Gray's Bay Dam Opened for 2020 Season

After close coordination and consultation with its partners and communities, Minnehaha Creek Watershed District (MCWD) opened the Gray's Bay Dam for the 2020 season on March 16.

The Gray’s Bay Dam is located at the outlet of Lake Minnetonka into Minnehaha Creek. The dam was built in 1979 to help control flooding on Minnehaha Creek and Lake Minnetonka. MCWD operates the dam according to a detailed operating plan developed over the course of 10 years with local, state, and federal partners.

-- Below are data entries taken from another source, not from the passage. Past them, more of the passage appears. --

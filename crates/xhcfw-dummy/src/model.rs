//! Register-level model of the controller
//!
//! Only the registers the access protocols touch are modelled. Everything
//! else in configuration space and BAR0 is plain storage.

use xhcfw_core::identity::{find_chip, CapabilityProfile};
use xhcfw_core::port::check_bar_access;
use xhcfw_core::regs::{self, CodeCtrl, CpuExecCtrl};
use xhcfw_core::{Error, Generation, Result, Width};

use crate::{DummyConfig, Faults};

/// Size of the emulated BAR0
pub const BAR_SIZE: usize = 0x8000;

/// Size of configuration space
pub const CONFIG_SIZE: usize = 0x100;

/// An address latch that takes a few reads to reflect a write
#[derive(Debug, Default)]
struct Latch {
    value: u32,
    pending: Option<(u32, u32)>,
}

impl Latch {
    fn write(&mut self, value: u32, delay: u32, stuck: bool) {
        if stuck {
            return;
        }
        if delay == 0 {
            self.value = value;
            self.pending = None;
        } else {
            self.pending = Some((value, delay));
        }
    }

    fn read(&mut self) -> u32 {
        if let Some((value, reads)) = self.pending {
            if reads <= 1 {
                self.value = value;
                self.pending = None;
            } else {
                self.pending = Some((value, reads - 1));
            }
        }
        self.value
    }
}

fn read_le(mem: &[u8], offset: usize, width: Width) -> u64 {
    let mut buf = [0u8; 8];
    buf[..width.bytes()].copy_from_slice(&mem[offset..offset + width.bytes()]);
    u64::from_le_bytes(buf)
}

fn write_le(mem: &mut [u8], offset: usize, width: Width, value: u64) {
    mem[offset..offset + width.bytes()].copy_from_slice(&value.to_le_bytes()[..width.bytes()]);
}

/// Emulated controller state
pub struct Model {
    pub(crate) config: DummyConfig,
    profile: Option<&'static CapabilityProfile>,
    cfg: [u8; CONFIG_SIZE],
    bar: Vec<u8>,
    pub(crate) internal: Vec<u8>,
    pub(crate) code: Vec<u8>,
    mmio_latch: Latch,
    code_latch: Latch,
    hw_addr: u32,
    busy: u32,
    pc: u16,
    /// Host writes to config space or BAR0
    pub(crate) writes: usize,
    /// 16-bit code RAM words stored
    pub(crate) code_writes: usize,
    /// Internal MMIO byte writes, in order
    pub(crate) mmio_writes: Vec<(u32, u8)>,
    /// Time spent in delays
    pub(crate) elapsed_us: u64,
}

impl Model {
    pub fn new(config: DummyConfig) -> Self {
        let profile = find_chip(config.vendor_id, config.device_id).map(|c| c.profile);
        let mmio_size = profile.map_or(0x10000, |p| p.mmio_space_size) as usize;
        let code_size = profile.map_or(0, |p| p.code_size) as usize;

        let mut cfg = [0u8; CONFIG_SIZE];
        cfg[0..2].copy_from_slice(&config.vendor_id.to_le_bytes());
        cfg[2..4].copy_from_slice(&config.device_id.to_le_bytes());

        Self {
            config,
            profile,
            cfg,
            bar: vec![0; BAR_SIZE],
            internal: vec![0; mmio_size],
            code: vec![0; code_size],
            mmio_latch: Latch::default(),
            code_latch: Latch::default(),
            hw_addr: 0,
            busy: 0,
            pc: 0,
            writes: 0,
            code_writes: 0,
            mmio_writes: Vec::new(),
            elapsed_us: 0,
        }
    }

    pub fn generation(&self) -> Generation {
        self.profile.map_or(Generation::None, |p| p.generation)
    }

    pub fn has_bar(&self) -> bool {
        self.generation() == Generation::Gen2
    }

    fn faults(&self) -> &Faults {
        &self.config.faults
    }

    fn code_ctrl(&self) -> CodeCtrl {
        self.profile.map_or(CodeCtrl::empty(), |p| {
            CodeCtrl::from_bits_retain(self.internal[p.code_ctrl as usize])
        })
    }

    fn ports_open(&self) -> bool {
        match self.generation() {
            Generation::Gen1 => true,
            Generation::Gen2 => {
                self.cfg[regs::CODE_PORT_ENABLE as usize] as u64 == regs::CODE_PORT_ENABLE_ON
            }
            Generation::None => false,
        }
    }

    fn code_writable(&self) -> bool {
        self.ports_open() && self.code_ctrl().contains(CodeCtrl::WRITE_ENABLE)
    }

    fn code_readable(&self) -> bool {
        self.ports_open() && self.code_ctrl().contains(CodeCtrl::READ_ENABLE)
    }

    fn cpu_halted(&self) -> bool {
        self.profile.is_some_and(|p| {
            CpuExecCtrl::from_bits_retain(self.internal[p.cpu_exec_ctrl as usize])
                .contains(CpuExecCtrl::HALT)
        })
    }

    /// Current program counter; a running CPU moves on one step per sample
    fn sample_pc(&mut self) -> u16 {
        let pc = self.pc;
        if !self.cpu_halted() {
            self.pc = self.pc.wrapping_add(1);
        }
        pc
    }

    fn internal_write(&mut self, addr: u32, value: u8) {
        let addr = addr as usize % self.internal.len();
        self.internal[addr] = value;
        self.mmio_writes.push((addr as u32, value));
    }

    fn store_code_word(&mut self, offset: u32, word: u16) {
        let offset = offset as usize;
        if offset + 2 <= self.code.len() {
            self.code[offset..offset + 2].copy_from_slice(&word.to_le_bytes());
            self.code_writes += 1;
        }
    }

    fn load_code_word(&self, offset: u32) -> u16 {
        let o = offset as usize;
        if o + 2 > self.code.len() {
            return 0;
        }
        let word = u16::from_le_bytes([self.code[o], self.code[o + 1]]);
        if self.faults().corrupt_readback == Some(offset) {
            word ^ 0x5a5a
        } else {
            word
        }
    }

    pub fn delay(&mut self, us: u32) {
        self.elapsed_us += us as u64;
    }

    // ------------------------------------------------------------------
    // Configuration space
    // ------------------------------------------------------------------

    pub fn config_read(&mut self, offset: u16, width: Width) -> Result<u64> {
        let off = offset as usize;
        if off + width.bytes() > CONFIG_SIZE {
            return Err(Error::ReadError {
                offset: offset as u32,
            });
        }
        if self.faults().unreachable {
            return Ok(width.mask());
        }

        if self.generation() == Generation::Gen1 {
            match offset {
                regs::MMIO_ACCESS_ADDR => return Ok(self.mmio_latch.read() as u64),
                regs::MMIO_ACCESS_READ_DATA => {
                    return Ok(self.internal[self.mmio_latch.value as usize] as u64)
                }
                regs::CODE_RAM_ADDR => return Ok(self.code_latch.read() as u64),
                regs::PC_STATUS => return Ok(self.sample_pc() as u64),
                _ => {}
            }
        }

        Ok(read_le(&self.cfg, off, width))
    }

    pub fn config_write(&mut self, offset: u16, width: Width, value: u64) -> Result<()> {
        let off = offset as usize;
        if off + width.bytes() > CONFIG_SIZE {
            return Err(Error::WriteError {
                offset: offset as u32,
            });
        }
        self.writes += 1;
        if self.faults().unreachable {
            return Ok(());
        }

        if offset == regs::CONTROLLER_RESET && value & regs::CONTROLLER_RESET_ASSERT != 0 {
            self.pc = 0;
        }

        let delay = self.config.latch_delay;
        let stuck = self.faults().stuck_latch;

        if self.generation() == Generation::Gen1 {
            match offset {
                regs::MMIO_ACCESS_ADDR => {
                    self.mmio_latch.write(value as u32 & 0xffff, delay, stuck);
                    return Ok(());
                }
                regs::MMIO_ACCESS_WRITE_DATA => {
                    self.internal_write(self.mmio_latch.value, value as u8);
                    return Ok(());
                }
                regs::CODE_RAM_ADDR => {
                    self.code_latch.write(value as u32 & 0xffff, delay, stuck);
                    return Ok(());
                }
                regs::CODE_RAM_DATA_LOWER_BANK | regs::CODE_RAM_DATA_UPPER_BANK => {
                    if self.faults().fail_code_write {
                        return Err(Error::WriteError {
                            offset: offset as u32,
                        });
                    }
                    if self.code_writable() {
                        let bank = if offset == regs::CODE_RAM_DATA_UPPER_BANK {
                            regs::CODE_RAM_BANK_BIT
                        } else {
                            0
                        };
                        let addr = (self.code_latch.value & regs::CODE_RAM_ADDR_MASK) | bank;
                        self.store_code_word(addr, value as u16);
                    }
                    return Ok(());
                }
                _ => {}
            }
        }

        write_le(&mut self.cfg, off, width, value);
        Ok(())
    }

    // ------------------------------------------------------------------
    // BAR0
    // ------------------------------------------------------------------

    /// Lane A code offset of the latched slot
    fn slot_offset(&self) -> u32 {
        let slot = self.code_latch.value;
        ((slot & 0x8000) << 1) | (slot & 0x7ffe)
    }

    pub fn bar_read(&mut self, offset: usize, width: Width) -> Result<u64> {
        check_bar_access(offset, width, BAR_SIZE)?;

        Ok(match offset {
            regs::HW_MMIO_STATUS => {
                if self.faults().stuck_busy {
                    1
                } else if self.busy > 0 {
                    self.busy -= 1;
                    1
                } else {
                    0
                }
            }
            regs::HW_MMIO_DATA => self.internal[self.hw_addr as usize] as u64,
            regs::HW_PC_STATUS => self.sample_pc() as u64,
            regs::HW_CODE_ADDR => self.code_latch.read() as u64,
            regs::HW_CODE_DATA => {
                if self.code_readable() {
                    let a = self.slot_offset();
                    let lane_a = self.load_code_word(a) as u64;
                    let lane_b = self.load_code_word(a + 0x8000) as u64;
                    lane_a | lane_b << 16
                } else {
                    0
                }
            }
            _ => read_le(&self.bar, offset, width),
        })
    }

    pub fn bar_write(&mut self, offset: usize, width: Width, value: u64) -> Result<()> {
        check_bar_access(offset, width, BAR_SIZE)?;
        self.writes += 1;

        let busy = self.config.busy_cycles;
        match offset {
            regs::HW_MMIO_ADDR_LOW_BANK => {
                self.hw_addr = value as u32 & 0xffff;
                self.busy = busy;
            }
            regs::HW_MMIO_ADDR_HIGH_BANK => {
                self.hw_addr = regs::HW_MMIO_BANK_BIT | (value as u32 & 0xffff);
                self.busy = busy;
            }
            regs::HW_MMIO_DATA => {
                self.internal_write(self.hw_addr, value as u8);
                self.busy = busy;
            }
            regs::HW_CODE_ADDR => {
                let delay = self.config.latch_delay;
                let stuck = self.faults().stuck_latch;
                self.code_latch.write(value as u32 & 0xffff, delay, stuck);
            }
            regs::HW_CODE_DATA => {
                if self.faults().fail_code_write {
                    return Err(Error::WriteError {
                        offset: offset as u32,
                    });
                }
                if self.code_writable() {
                    let a = self.slot_offset();
                    self.store_code_word(a, value as u16);
                    self.store_code_word(a + 0x8000, (value >> 16) as u16);
                }
            }
            _ => write_le(&mut self.bar, offset, width, value),
        }
        Ok(())
    }
}

#[cfg(test)]
mod tests {
    use super::*;

    #[test]
    fn test_latch_delay() {
        let mut latch = Latch::default();
        latch.write(0x1234, 3, false);
        assert_eq!(latch.read(), 0);
        assert_eq!(latch.read(), 0);
        assert_eq!(latch.read(), 0x1234);

        latch.write(0x5678, 0, true);
        assert_eq!(latch.read(), 0x1234);
    }
}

See below for more details. 

March 18-19 Rain & Snow Event

The National Weather Service (NWS) is forecasting light rain on Wednesday which is anticipated to change over to snow on Thursday. Currently the precipitation totals for this event are foretasted to be less than a half-inch of rain and 1-inch of snow. MCWD does not anticipate this rain or snow to cause any flooding concerns at this time. 

Spring Flooding Outlook from NWS

On March 12, 2020, the NWS issued their final update for the spring 2020 snowmelt flood outlook. In that outlook the NWS identified that the risk for major/moderate flooding had decreased across the region, however, they noted that it could increase again if shift into a wetter pattern later in March or April. 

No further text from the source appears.